Carnet de voyage au Costa Rica et Guatemala

  Le Costa-Rica et le Guatemala : deux petits pays d'Amérique centrale que nous nous préparons à découvrir pendant un peu plus de 3 semaines. Nous avons en poche les guides du Routard (pour le Guatémala), le Lonely Planet et Ulysse (pour le Costa Rica) et plein d'images en tête : le site de Tikal enfoui dans la jungle, les temples Mayas, le marché coloré de Chichicastenango, l'ambiance Caraïbe de Cahuita, Tortuguero et ses tortues, la canopée au dessus de la Rain Forest, les volcans en activité, ... Le moment attendu est arrivé : nous décollons de Paris ce matin à 10h30 pour le Costa-Rica : nous voilà partis pour 14 heures de voyage (avec 3 heures d'escale) : Paris-New-York-Houston-San José ... et pas d'hôtel retenu : où allons-nous dormir ce soir ?

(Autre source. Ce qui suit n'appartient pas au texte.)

// SPDX-License-Identifier: AGPL-3.0-or-later
//
// Copyright (C) 2026 Relational Network

//! Transfer endpoint.
//!
//! The source account is always the one the bearer token was issued for;
//! the body only names the destination.

use axum::{extract::State, Json};

use crate::{
    auth::Authenticated,
    error::{ApiError, ApiJson},
    ledger::{TransferEngine, TransferIntent},
    models::{TransferRequest, TransferResponse},
    state::AppState,
};

/// Move funds from the caller's account to another account number.
#[utoipa::path(
    post,
    path = "/accounts/transfer",
    tag = "Transfers",
    security(("bearer_auth" = [])),
    request_body = TransferRequest,
    responses(
        (status = 200, description = "Transfer committed", body = TransferResponse),
        (status = 400, description = "Invalid amount or same account"),
        (status = 401, description = "Permission Denied"),
        (status = 404, description = "Destination account not found"),
        (status = 422, description = "Insufficient funds"),
        (status = 500, description = "Internal server error")
    )
)]
pub async fn transfer(
    State(state): State<AppState>,
    auth: Authenticated,
    ApiJson(request): ApiJson<TransferRequest>,
) -> Result<Json<TransferResponse>, ApiError> {
    let intent = TransferIntent {
        from_number: auth.account.number,
        to_number: request.to_account_number,
        amount: request.amount,
    };

    let receipt = state
        .run_blocking(move |store| TransferEngine::execute(store, intent))
        .await??;

    Ok(Json(TransferResponse {
        from_account_number: receipt.intent.from_number,
        to_account_number: receipt.intent.to_number,
        amount: receipt.intent.amount,
    }))
}
// SPDX-License-Identifier: AGPL-3.0-or-later
//
// Copyright (C) 2026 Relational Network

use std::{process::ExitCode, sync::Arc, time::Duration};

use axum_server::{tls_rustls::RustlsConfig, Handle};
use tokio::signal;
use tracing_subscriber::EnvFilter;

use ledger_server::{
    api::router,
    auth::TokenKeys,
    config::{Config, LogFormat},
    state::AppState,
    storage::RedbAccountStore,
};

type BoxError = Box<dyn std::error::Error + Send + Sync>;

const DEFAULT_LOG_FILTER: &str = "info,tower_http=debug";

/// How long in-flight requests get to finish once shutdown starts.
const SHUTDOWN_GRACE: Duration = Duration::from_secs(10);

#[tokio::main]
async fn main() -> ExitCode {
    let config = match Config::from_env() {
        Ok(config) => config,
        Err(e) => {
            eprintln!("Invalid configuration: {e}");
            return ExitCode::FAILURE;
        }
    };

    init_tracing(config.log_format);

    match run(config).await {
        Ok(()) => ExitCode::SUCCESS,
        Err(e) => {
            tracing::error!(error = %e, "Server failed");
            ExitCode::FAILURE
        }
    }
}

fn init_tracing(format: LogFormat) {
    let filter =
        EnvFilter::try_from_default_env().unwrap_or_else(|_| EnvFilter::new(DEFAULT_LOG_FILTER));
    let builder = tracing_subscriber::fmt().with_env_filter(filter);

    match format {
        LogFormat::Json => builder.json().init(),
        LogFormat::Pretty => builder.init(),
    }
}

async fn run(config: Config) -> Result<(), BoxError> {
    let store = RedbAccountStore::open(&config.database_path)?;
    tracing::info!(path = %config.database_path.display(), "Account store opened");

    let tokens = TokenKeys::new(&config.jwt_secret, config.token_ttl_secs);
    let state = AppState::new(Arc::new(store), tokens, config.bcrypt_cost);
    // Hash up front so the first unknown-id login isn't slower than the rest.
    let warm = state.clone();
    tokio::task::spawn_blocking(move || warm.padding_hash().map(|_| ())).await??;
    let app = router(state);
    let addr = config.bind_addr;

    match &config.tls {
        Some(tls) => {
            // Install the ring crypto provider before any TLS operations
            rustls::crypto::ring::default_provider()
                .install_default()
                .map_err(|_| "failed to install rustls crypto provider")?;

            let tls_config = RustlsConfig::from_pem_file(&tls.cert, &tls.key).await?;

            let handle = Handle::new();
            let shutdown = handle.clone();
            tokio::spawn(async move {
                shutdown_signal().await;
                shutdown.graceful_shutdown(Some(SHUTDOWN_GRACE));
            });

            tracing::info!(addr = %addr, "Ledger server listening on https (docs at /docs)");
            axum_server::bind_rustls(addr, tls_config)
                .handle(handle)
                .serve(app.into_make_service())
                .await?;
        }
        None => {
            let listener = tokio::net::TcpListener::bind(addr).await?;
            tracing::info!(addr = %addr, "Ledger server listening on http (docs at /docs)");
            axum::serve(listener, app)
                .with_graceful_shutdown(shutdown_signal())
                .await?;
        }
    }

    tracing::info!("Server stopped");
    Ok(())
}

/// Wait for shutdown signal (Ctrl+C or SIGTERM).
async fn shutdown_signal() {
    let ctrl_c = async {
        if let Err(e) = signal::ctrl_c().await {
            tracing::error!(error = %e, "Failed to listen for Ctrl+C");
            std::future::pending::<()>().await;
        }
    };

    #[cfg(unix)]
    let terminate = async {
        match signal::unix::signal(signal::unix::SignalKind::terminate()) {
            Ok(mut sigterm) => {
                sigterm.recv().await;
            }
            Err(e) => {
                tracing::error!(error = %e, "Failed to install SIGTERM handler");
                std::future::pending::<()>().await;
            }
        }
    };

    #[cfg(not(unix))]
    let terminate = std::future::pending::<()>();

    tokio::select! {
        _ = ctrl_c => {},
        _ = terminate => {},
    }

    tracing::info!("Shutdown signal received");
}
// SPDX-License-Identifier: AGPL-3.0-or-later
//
// Copyright (C) 2026 Relational Network

//! # Authentication Module
//!
//! Credential verification and bearer tokens for the ledger API.
//!
//! ## Auth Flow
//!
//! 1. Client posts `{id, password}` to `/login`
//! 2. Server verifies the bcrypt hash and issues an HMAC-signed token
//!    carrying the account id and number
//! 3. Client sends `Authorization: Bearer <token>` (or the bare token)
//! 4. Extractors validate the token on every request and, for
//!    `/accounts/{id}` routes, check that its account number matches the
//!    target account
//!
//! ## Security
//!
//! - Tokens expire after the configured TTL with zero clock leeway
//! - Only HMAC algorithms are accepted; `none` and asymmetric algorithms fail
//! - Every rejection looks the same to clients

pub mod claims;
pub mod error;
pub mod extractor;
pub mod password;
pub mod token;

pub use claims::AccountClaims;
pub use error::AuthError;
pub use extractor::{AccountOwner, Authenticated, BearerToken};
pub use password::{hash_password, verify_password};
pub use token::TokenKeys;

Heureusement, ça commence bien : la compagnie Continental Air Lines a affrété un avion d'Air France : on nous propose un menu bien français, notre dernier bon repas avant l'inconnu (et les nombreux pollos con papas fritas) ... et en plus on a droit à un reportage sur le foie gras du Périgord (peut-être pour donner des remords aux américains qui ont récemment pratiqué une surtaxe sur ces produits ?).
Pour nous mettre dans l'ambiance et pour nous prévenir de nos futurs prédateurs, un article dans le journal de l'avion est consacré aux moustiques. Cependant, nous sommes confiants car nous avons apporté tout un arsenal contre ces bestioles (crème, moustiquaire, appareil " thermostique ", produit pour imprégner les vêtements, tortillons)... sans oublier tout le nécessaire pour réparer les moustiquaires des hôtels (épingles à nourrice, papier journal, sparadrap et une petite dose d'astuce, ...).
Pour la liaison New-York/Houston, l'avion s'avère petit lorsqu'on a la malchance de voyager à côté d'un américain au format XXXL (la bataille de l'accoudoir était perdue d'avance !).
A l'aéroport de San José, avant l'arrivée au service migration, nous sommes pris dans une petite cohue : une organisation de la file d'attente à l'américaine mais interprétée par des latins ...
Nous sommes un peu fatigués étant donné le décalage horaire (21 h 30 correspond à 5 h 30 à Paris : 8 heures de décalage).
Ensuite, nous sommes aimablement accueillis par l'office du tourisme de l'aéroport qui gentiment téléphone aux hôtels que nous lui indiquons pour réserver une chambre.
Dûment conseillé par plusieurs français, l'hôtel Marlyn est finalement plus ou moins une bonne adresse : certaines chambres peuvent être très bruyantes côté rue et, en plus, les murs ne sont pas très épais. L'avantage toutefois, est que cet hôtel est propre, la réceptionniste sympathique et le prix modique.
Après cette longue journée, nous nous endormons rapidement !
Taxi aéroport San José
10 $
Hôtel Marlyn (San José)
13 $

N'hésitez pas à demander à l'aéroport de réserver une chambre dans l'hôtel que vous souhaitez. Ce service est aimablement offert et vous permet d'éviter des désagréments éventuels.